Results from isolated blood vessel studies show a graded physiologic response to a mechanical stretch stimulus. The measured response for venous components shows a developed isometric force post injury that can be broadly grouped into four categories ranging from 2 to 14 grams. This corresponds to an average decrease in diameter as the specimen length is held constant of approximately 12%. In addition, the arterial components showed a developed force of 2 to 4 grams occurring only at very high strain values. These developed forces were compared to chemical control values for contraction of the whole vessel using a saturated KCl solution.

To conduct these experiments an appropriately scaled materials testing device has been developed. This device consists of a solenoid driver, an isometric force transducer, a linear variable displacement transducer, as well as a fluid reservoir system for tissue maintenance and controlled perfusion.

Results from primate studies show a transient increase in ICP to a non-impact inertial loading condition. The measured ICP increase correlates linearly to the peak tangential load in these experiments. An ICP ratio (maximum/baseline) is defined which ranges from 2 to 7. These ratios were compared to metabolite assays of whole primate brain slices. The metabolite studies showed maximum decreases in ATP of 80 percent of normal. These values were then correlated to principal strains in the same regions of the brain using physical model experiments. These studies point to possible alterations in cerebral blood flow due to mechanical loading.
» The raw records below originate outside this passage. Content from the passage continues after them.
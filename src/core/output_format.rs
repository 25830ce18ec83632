//! Line formats for rendered records
//!
//! - Text: human-readable (default)
//! - Json: one JSON object per line
//! - Logfmt: `key=value` pairs, compatible with log aggregation tools

use super::log_context::{format_fields, FieldValue};
use super::log_record::LogRecord;
use super::timestamp::TimestampFormat;
use serde::{Deserialize, Serialize};

/// Output format for rendered records
#[derive(Debug, Clone, Copy, Default, PartialEq, Eq, Serialize, Deserialize)]
#[serde(rename_all = "lowercase")]
pub enum OutputFormat {
    /// `[2025-01-08T10:30:45.123Z] [INFO ] main - Request processed user_id=7`
    #[default]
    Text,

    /// `{"timestamp":"2025-01-08T10:30:45.123Z","level":"info","message":"Request processed"}`
    Json,

    /// `timestamp=2025-01-08T10:30:45.123Z level=info message="Request processed"`
    Logfmt,
}

/// Renders records as single lines
///
/// # Example
///
/// ```
/// use rust_log_dispatch::core::{LogLevel, LogRecord, OutputFormat, RecordFormatter};
///
/// let formatter = RecordFormatter::new(OutputFormat::Logfmt);
/// let line = formatter.format(&LogRecord::new(LogLevel::Warn, "disk low"));
/// assert!(line.contains("level=warn"));
/// assert!(line.contains("message=\"disk low\""));
/// ```
#[derive(Debug, Clone, Default, PartialEq, Eq, Serialize, Deserialize)]
#[serde(default)]
pub struct RecordFormatter {
    pub format: OutputFormat,
    pub timestamp: TimestampFormat,
    /// Include the thread name (or id) in text and logfmt output
    pub include_thread: bool,
}

impl RecordFormatter {
    pub fn new(format: OutputFormat) -> Self {
        Self {
            format,
            ..Self::default()
        }
    }

    #[must_use]
    pub fn with_timestamp_format(mut self, timestamp: TimestampFormat) -> Self {
        self.timestamp = timestamp;
        self
    }

    #[must_use]
    pub fn with_thread(mut self, include: bool) -> Self {
        self.include_thread = include;
        self
    }

    /// Render without a trailing newline
    pub fn format(&self, record: &LogRecord) -> String {
        match self.format {
            OutputFormat::Text => self.format_text(record),
            OutputFormat::Json => self.format_json(record),
            OutputFormat::Logfmt => self.format_logfmt(record),
        }
    }

    fn format_text(&self, record: &LogRecord) -> String {
        let mut line = format!(
            "[{}] [{:5}]",
            self.timestamp.format(record.timestamp()),
            record.level().to_str()
        );
        if self.include_thread {
            line.push(' ');
            line.push_str(record.thread_label());
            line.push_str(" -");
        }
        line.push(' ');
        line.push_str(record.message());

        if !record.fields().is_empty() {
            line.push(' ');
            line.push_str(&format_fields(record.fields()));
        }
        if let Some(id) = record.correlation_id() {
            line.push_str(&format!(" correlation_id={}", id));
        }
        if let Some(error) = record.error() {
            line.push_str(&format!(" error={}: {}", error.kind, error.message));
        }
        line
    }

    fn format_json(&self, record: &LogRecord) -> String {
        let mut value = record.to_json_value();
        if let Some(obj) = value.as_object_mut() {
            obj.insert(
                "timestamp".to_string(),
                self.timestamp.to_json_value(record.timestamp()),
            );
            if self.include_thread {
                obj.insert("thread".to_string(), record.thread_label().into());
            }
        }
        value.to_string()
    }

    fn format_logfmt(&self, record: &LogRecord) -> String {
        let mut parts = vec![
            format!(
                "timestamp={}",
                escape_value(&self.timestamp.format(record.timestamp()))
            ),
            format!("level={}", record.level().as_name()),
            format!("message={}", quote(record.message())),
        ];
        if self.include_thread {
            parts.push(format!("thread={}", escape_value(record.thread_label())));
        }
        if let Some(id) = record.correlation_id() {
            parts.push(format!("correlation_id={}", escape_value(id)));
        }
        if let Some(error) = record.error() {
            parts.push(format!("error_kind={}", escape_value(&error.kind)));
            parts.push(format!("error_message={}", quote(&error.message)));
        }

        let mut keys: Vec<&String> = record.fields().keys().collect();
        keys.sort();
        for key in keys {
            let rendered = match &record.fields()[key] {
                FieldValue::String(s) => quote(s),
                other @ (FieldValue::Array(_) | FieldValue::Map(_)) => quote(&other.to_string()),
                other => other.to_string(),
            };
            parts.push(format!("{}={}", escape_key(key), rendered));
        }

        parts.join(" ")
    }
}

fn escape_key(key: &str) -> String {
    key.chars()
        .filter(|c| c.is_alphanumeric() || matches!(c, '_' | '-' | '.'))
        .collect()
}

fn escape_value(value: &str) -> String {
    if value.contains(' ') || value.contains('"') || value.contains('=') {
        quote(value)
    } else {
        value.to_string()
    }
}

fn quote(value: &str) -> String {
    format!("\"{}\"", value.replace('\\', "\\\\").replace('"', "\\\""))
}
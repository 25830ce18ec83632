//! File logging example
//!
//! Demonstrates logging to the console and a rotating file simultaneously,
//! with size-based rotation, gzip compression and retention.
//!
//! Run with: cargo run --example file_logging

use rust_log_dispatch::prelude::*;
use rust_log_dispatch::sinks::FileSinkConfig;

fn main() -> Result<()> {
    println!("=== Rust Log Dispatch - File Logging Example ===\n");

    let config: FileSinkConfig = serde_json::from_str(
        r#"{
            "path": "logs/application.log",
            "max_size": "4kb",
            "max_files": 3,
            "compress": true,
            "format": { "format": "json" }
        }"#,
    )?;
    let file = RotatingFileSink::from_config(&config)?;

    let logger = Logger::builder()
        .min_level(LogLevel::Debug)
        .sink(ConsoleSink::new())
        .sink(file)
        .build()?;

    println!("1. Logging to both console and file:");
    logger.info("Application started");
    logger.debug("Loading configuration...");
    logger.info("Configuration loaded successfully");
    logger.warn("Using default settings for some options");
    logger.error("Failed to load optional plugin");

    println!("\n2. Writing enough records to rotate:");
    for i in 1..=100 {
        logger
            .info_builder()
            .message(format!("Processing item {}/100", i))
            .field("item", i)
            .log();
    }

    logger.info("All operations completed");
    logger.flush()?;
    let failures = logger.close();

    println!("\n=== Example completed ({} sink failures) ===", failures.len());
    println!("Check 'logs/' for the live file and up to 3 compressed generations");

    Ok(())
}
//! Basic logger usage example
//!
//! Demonstrates the level gate, buffered versus synchronous delivery and
//! structured fields with the console sink.
//!
//! Run with: cargo run --example basic_usage

use rust_log_dispatch::prelude::*;
use rust_log_dispatch::{info, warn};

fn main() -> Result<()> {
    println!("=== Rust Log Dispatch - Basic Usage Example ===\n");

    let logger = Logger::builder()
        .min_level(LogLevel::Trace)
        .buffer(BufferConfig::new(3))
        .sink(ConsoleSink::new())
        .on_sink_error(|failure| eprintln!("sink {} failed: {}", failure.sink, failure.error))
        .build()?;

    println!("1. Logging at different levels:");
    logger.trace("This is a trace message");
    logger.debug("This is a debug message");
    logger.info("This is an info message");
    logger.warn("This is a warning message");
    logger.error("This is an error message (written immediately)");
    logger.fatal("This is a fatal message");
    logger.flush()?;

    println!("\n2. Raising the minimum level to INFO:");
    logger.set_min_level(LogLevel::Info);
    logger.trace("Trace message (hidden)");
    logger.debug("Debug message (hidden)");
    logger.info("Info message (visible)");
    warn!(logger, "Warning number {} (visible)", 2);
    logger.flush()?;

    println!("\n3. Structured fields and bound context:");
    let request = logger.with_correlation_id("req-42");
    info!(request, { "user_id" => 7, "action" => "login" }, "User {} signed in", "alice");
    {
        let _guard = request.with_context("region", "eu-west");
        request.info("Scoped field attached");
    }
    request.info("Scoped field removed");

    let failures = logger.close();
    println!("\n=== Example completed ({} sink failures) ===", failures.len());

    Ok(())
}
A series of experiments involving dynamic elongation of fluid and air filled elastic tubes have been conducted to simulate the effects of traumatic injuries on blood vessels. The polymer tube physical model allows us to more closely study the coupled fluid and solid mechanics problem associated with cerebral blood vessels undergoing high strain rate loading. The strains used in these studies are comparable to those associated with traumatic head injuries. Comparisons between fluid and air filled elastic tubes show stiffness associated with perfusion ranging from 10 to 43%. We have developed, in parallel, mathematical models of the tubes which allow us to investigate the effects on the mechanics of the wall. These models provide the link between macroscopic experiments on whole blood vessels and studies involving cellular mechanisms of injury.